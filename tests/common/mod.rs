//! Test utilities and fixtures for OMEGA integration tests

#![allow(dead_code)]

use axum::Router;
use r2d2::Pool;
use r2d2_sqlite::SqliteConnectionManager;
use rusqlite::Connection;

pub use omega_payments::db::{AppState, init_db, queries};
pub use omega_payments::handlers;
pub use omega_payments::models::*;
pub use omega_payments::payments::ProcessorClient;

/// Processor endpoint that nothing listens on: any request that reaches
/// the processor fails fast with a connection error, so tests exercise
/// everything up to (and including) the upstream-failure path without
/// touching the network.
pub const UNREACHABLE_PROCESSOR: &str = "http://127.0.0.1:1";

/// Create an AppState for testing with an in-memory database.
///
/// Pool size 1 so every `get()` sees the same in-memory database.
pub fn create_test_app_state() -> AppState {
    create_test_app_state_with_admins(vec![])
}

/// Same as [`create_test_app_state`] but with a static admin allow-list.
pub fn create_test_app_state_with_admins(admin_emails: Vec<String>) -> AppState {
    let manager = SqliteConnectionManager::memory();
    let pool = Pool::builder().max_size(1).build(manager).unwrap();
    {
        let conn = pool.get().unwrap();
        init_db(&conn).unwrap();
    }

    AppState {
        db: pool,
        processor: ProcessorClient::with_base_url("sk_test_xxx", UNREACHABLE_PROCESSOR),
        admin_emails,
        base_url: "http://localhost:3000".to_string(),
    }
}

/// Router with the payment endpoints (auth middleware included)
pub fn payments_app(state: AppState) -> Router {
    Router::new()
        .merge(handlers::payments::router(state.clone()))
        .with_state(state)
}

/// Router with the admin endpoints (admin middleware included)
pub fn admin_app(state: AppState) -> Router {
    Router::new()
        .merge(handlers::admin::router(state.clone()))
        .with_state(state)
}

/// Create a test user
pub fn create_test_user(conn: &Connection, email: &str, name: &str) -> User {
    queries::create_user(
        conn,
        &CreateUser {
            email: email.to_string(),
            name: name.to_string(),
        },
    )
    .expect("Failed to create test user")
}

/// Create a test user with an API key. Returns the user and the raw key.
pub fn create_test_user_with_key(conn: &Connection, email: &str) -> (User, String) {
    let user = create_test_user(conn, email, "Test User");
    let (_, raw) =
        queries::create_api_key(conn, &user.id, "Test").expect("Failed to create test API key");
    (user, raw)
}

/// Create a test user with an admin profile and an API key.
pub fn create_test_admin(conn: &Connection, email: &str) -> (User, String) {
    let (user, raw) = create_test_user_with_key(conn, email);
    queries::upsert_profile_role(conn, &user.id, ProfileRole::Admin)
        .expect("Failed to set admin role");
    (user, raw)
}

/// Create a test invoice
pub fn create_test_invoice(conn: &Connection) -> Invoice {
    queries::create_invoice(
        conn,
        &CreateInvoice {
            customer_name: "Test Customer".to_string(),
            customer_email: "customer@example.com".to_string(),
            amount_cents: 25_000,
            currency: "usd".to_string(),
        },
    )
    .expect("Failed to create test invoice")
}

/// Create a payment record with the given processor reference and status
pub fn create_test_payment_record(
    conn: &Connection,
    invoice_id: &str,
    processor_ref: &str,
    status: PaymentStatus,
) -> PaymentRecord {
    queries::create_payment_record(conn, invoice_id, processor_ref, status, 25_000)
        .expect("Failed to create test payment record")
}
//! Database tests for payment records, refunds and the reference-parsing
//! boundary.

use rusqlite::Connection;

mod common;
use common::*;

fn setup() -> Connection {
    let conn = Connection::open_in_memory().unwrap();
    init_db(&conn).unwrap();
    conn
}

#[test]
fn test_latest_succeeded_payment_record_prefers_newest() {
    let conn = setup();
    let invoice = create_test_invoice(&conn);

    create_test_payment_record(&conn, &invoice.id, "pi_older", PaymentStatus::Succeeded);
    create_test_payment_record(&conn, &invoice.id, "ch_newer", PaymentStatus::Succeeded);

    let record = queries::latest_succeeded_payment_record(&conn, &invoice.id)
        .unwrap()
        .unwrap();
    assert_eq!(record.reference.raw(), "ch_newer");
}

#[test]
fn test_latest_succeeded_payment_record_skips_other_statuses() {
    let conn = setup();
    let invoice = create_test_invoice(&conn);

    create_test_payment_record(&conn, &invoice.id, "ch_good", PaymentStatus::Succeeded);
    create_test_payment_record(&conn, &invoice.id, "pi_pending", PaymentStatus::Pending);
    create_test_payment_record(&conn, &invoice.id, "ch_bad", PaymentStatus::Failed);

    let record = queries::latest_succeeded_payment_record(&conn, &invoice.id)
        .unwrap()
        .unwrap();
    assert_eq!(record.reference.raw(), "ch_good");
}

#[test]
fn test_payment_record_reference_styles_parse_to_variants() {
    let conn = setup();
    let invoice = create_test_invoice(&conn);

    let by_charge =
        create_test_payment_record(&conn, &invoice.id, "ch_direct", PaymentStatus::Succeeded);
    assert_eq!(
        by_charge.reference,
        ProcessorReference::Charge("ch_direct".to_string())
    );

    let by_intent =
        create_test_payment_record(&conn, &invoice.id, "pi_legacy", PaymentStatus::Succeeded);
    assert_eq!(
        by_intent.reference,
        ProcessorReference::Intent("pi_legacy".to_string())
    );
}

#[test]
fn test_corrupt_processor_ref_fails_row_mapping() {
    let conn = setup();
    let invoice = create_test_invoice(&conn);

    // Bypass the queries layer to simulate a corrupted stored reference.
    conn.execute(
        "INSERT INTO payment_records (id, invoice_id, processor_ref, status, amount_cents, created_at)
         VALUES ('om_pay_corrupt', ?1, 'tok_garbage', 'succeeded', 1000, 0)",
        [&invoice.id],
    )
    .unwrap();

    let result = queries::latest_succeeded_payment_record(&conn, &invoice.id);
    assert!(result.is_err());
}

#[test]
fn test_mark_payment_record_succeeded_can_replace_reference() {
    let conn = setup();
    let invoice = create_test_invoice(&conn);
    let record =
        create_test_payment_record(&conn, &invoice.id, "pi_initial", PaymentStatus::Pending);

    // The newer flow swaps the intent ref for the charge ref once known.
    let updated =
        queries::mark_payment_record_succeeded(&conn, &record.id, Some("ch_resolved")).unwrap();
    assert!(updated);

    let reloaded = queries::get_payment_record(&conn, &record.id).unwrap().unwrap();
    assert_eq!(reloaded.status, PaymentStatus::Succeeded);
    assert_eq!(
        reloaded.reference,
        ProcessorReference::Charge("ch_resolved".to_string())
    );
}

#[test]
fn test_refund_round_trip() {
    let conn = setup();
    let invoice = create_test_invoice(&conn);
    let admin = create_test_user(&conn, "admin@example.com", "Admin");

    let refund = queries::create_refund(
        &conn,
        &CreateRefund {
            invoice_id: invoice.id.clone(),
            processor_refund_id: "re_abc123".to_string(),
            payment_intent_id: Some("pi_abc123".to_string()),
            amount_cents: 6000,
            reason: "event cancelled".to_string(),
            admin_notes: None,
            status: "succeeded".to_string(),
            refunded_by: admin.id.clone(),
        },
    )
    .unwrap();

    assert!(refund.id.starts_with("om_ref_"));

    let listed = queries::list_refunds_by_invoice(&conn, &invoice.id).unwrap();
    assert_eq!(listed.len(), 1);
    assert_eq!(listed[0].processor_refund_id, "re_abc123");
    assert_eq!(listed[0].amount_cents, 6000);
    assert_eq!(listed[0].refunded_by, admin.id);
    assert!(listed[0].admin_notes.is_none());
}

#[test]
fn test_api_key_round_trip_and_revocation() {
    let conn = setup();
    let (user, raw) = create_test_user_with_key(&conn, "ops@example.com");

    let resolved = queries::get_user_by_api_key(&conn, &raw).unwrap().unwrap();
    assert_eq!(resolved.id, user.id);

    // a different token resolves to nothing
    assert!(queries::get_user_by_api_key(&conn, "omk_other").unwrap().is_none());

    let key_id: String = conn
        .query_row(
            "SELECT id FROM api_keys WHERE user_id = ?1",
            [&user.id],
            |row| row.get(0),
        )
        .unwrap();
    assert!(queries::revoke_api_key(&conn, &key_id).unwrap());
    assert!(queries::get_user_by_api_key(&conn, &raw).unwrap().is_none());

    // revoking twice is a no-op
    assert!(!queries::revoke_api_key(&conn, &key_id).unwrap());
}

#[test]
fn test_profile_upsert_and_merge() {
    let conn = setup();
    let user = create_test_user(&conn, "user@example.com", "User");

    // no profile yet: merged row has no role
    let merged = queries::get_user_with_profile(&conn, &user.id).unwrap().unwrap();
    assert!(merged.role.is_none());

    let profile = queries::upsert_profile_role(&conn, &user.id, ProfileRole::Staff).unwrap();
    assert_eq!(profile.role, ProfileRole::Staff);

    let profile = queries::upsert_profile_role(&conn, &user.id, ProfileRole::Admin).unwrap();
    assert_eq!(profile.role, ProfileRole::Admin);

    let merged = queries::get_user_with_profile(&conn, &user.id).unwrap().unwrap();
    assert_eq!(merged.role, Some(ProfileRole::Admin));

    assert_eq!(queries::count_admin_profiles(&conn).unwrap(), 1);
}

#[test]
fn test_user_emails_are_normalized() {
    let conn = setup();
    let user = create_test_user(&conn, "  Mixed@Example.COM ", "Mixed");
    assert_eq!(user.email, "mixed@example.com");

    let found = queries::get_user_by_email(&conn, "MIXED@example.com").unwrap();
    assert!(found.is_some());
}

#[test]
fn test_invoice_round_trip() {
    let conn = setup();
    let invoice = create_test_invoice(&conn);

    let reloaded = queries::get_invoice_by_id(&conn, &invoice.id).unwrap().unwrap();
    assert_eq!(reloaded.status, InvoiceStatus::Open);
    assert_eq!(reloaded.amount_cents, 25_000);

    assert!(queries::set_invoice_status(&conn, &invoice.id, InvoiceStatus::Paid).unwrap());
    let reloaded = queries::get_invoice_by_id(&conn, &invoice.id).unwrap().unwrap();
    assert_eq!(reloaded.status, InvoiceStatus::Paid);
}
☆ ☆ ☆ ☆
Work to be completed.
Give back the entries above exactly as they are, from their first line through the line that contains "pub use omega_payments::payments::ProcessorClient;", both included, with nothing else.

Response for this exercise.
filename tests/common/mod.rs
//! Test utilities and fixtures for OMEGA integration tests

#![allow(dead_code)]

use axum::Router;
use r2d2::Pool;
use r2d2_sqlite::SqliteConnectionManager;
use rusqlite::Connection;

pub use omega_payments::db::{AppState, init_db, queries};
pub use omega_payments::handlers;
pub use omega_payments::models::*;
pub use omega_payments::payments::ProcessorClient;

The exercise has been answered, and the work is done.